## Requirement
Search the entries for the word "Denied". Copy each line in which it is found.

## Provided data
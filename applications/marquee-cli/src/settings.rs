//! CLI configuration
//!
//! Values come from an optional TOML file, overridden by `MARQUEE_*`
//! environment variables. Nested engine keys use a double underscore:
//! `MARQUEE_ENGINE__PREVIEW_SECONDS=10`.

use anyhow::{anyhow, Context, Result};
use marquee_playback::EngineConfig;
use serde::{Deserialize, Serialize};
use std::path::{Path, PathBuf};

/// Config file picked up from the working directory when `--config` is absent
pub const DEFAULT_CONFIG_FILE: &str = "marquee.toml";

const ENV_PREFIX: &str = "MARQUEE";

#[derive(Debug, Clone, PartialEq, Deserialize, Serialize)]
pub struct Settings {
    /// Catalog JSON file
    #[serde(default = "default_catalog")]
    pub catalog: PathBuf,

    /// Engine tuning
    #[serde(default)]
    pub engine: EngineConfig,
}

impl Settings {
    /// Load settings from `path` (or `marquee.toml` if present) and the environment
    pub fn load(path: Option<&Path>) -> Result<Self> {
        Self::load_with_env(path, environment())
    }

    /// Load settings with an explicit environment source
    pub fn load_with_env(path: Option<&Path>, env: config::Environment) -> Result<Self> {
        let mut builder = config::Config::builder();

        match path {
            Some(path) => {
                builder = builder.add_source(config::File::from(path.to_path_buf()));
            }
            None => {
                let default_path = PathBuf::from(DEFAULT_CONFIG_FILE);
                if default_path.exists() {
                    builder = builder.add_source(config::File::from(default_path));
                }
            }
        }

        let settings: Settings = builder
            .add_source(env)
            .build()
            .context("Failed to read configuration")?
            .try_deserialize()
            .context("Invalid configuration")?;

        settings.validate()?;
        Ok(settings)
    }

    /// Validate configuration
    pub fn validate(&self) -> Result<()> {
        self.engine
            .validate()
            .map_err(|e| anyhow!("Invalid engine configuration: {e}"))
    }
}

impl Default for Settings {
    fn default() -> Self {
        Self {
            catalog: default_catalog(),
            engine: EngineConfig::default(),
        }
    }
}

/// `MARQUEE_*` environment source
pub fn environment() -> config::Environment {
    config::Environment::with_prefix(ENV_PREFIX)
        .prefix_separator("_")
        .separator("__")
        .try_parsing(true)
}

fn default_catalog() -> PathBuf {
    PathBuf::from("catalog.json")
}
* * *
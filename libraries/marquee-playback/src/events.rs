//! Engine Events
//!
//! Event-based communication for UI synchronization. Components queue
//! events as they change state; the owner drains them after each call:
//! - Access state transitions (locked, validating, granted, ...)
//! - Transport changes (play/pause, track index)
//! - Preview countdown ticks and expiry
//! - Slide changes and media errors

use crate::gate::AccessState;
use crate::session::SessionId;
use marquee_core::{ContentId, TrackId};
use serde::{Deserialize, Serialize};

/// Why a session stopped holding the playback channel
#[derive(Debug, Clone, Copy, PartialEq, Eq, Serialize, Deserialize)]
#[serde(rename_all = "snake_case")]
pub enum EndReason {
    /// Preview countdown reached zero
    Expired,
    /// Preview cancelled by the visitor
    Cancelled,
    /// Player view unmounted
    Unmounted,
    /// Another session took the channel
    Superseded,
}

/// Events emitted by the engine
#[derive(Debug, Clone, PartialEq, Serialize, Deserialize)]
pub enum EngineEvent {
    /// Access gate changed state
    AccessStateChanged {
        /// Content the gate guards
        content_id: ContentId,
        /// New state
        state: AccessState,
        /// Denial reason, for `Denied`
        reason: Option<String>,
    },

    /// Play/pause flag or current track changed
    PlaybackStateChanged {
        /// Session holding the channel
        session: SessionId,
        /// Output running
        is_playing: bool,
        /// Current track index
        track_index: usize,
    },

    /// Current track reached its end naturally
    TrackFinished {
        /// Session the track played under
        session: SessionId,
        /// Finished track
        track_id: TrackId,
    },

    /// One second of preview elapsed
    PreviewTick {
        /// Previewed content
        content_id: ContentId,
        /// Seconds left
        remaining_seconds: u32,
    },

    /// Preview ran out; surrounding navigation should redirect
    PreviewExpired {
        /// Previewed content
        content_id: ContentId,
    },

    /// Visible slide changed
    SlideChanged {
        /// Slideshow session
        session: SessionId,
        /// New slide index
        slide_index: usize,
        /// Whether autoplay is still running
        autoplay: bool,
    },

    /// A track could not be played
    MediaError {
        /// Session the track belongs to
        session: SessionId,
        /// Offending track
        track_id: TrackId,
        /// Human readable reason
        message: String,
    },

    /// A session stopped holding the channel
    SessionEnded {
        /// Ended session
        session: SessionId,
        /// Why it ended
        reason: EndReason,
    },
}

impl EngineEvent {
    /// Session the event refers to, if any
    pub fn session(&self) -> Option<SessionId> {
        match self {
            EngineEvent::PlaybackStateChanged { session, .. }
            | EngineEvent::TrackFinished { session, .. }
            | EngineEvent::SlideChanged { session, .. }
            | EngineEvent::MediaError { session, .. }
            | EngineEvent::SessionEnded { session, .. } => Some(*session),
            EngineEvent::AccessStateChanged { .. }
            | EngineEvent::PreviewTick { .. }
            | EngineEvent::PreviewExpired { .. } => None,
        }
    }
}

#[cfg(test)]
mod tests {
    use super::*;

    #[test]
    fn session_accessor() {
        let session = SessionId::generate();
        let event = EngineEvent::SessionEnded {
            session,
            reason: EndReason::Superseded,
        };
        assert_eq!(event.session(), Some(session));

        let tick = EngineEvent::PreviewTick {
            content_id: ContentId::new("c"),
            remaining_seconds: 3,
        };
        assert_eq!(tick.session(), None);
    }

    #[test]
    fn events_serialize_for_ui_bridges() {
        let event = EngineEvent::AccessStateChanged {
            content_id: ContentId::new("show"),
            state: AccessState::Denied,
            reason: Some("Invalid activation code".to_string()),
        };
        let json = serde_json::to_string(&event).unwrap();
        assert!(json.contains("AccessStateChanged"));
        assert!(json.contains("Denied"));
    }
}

## Your response
        /// Denial reason, for `Denied`
            state: AccessState::Denied,
        assert!(json.contains("Denied"));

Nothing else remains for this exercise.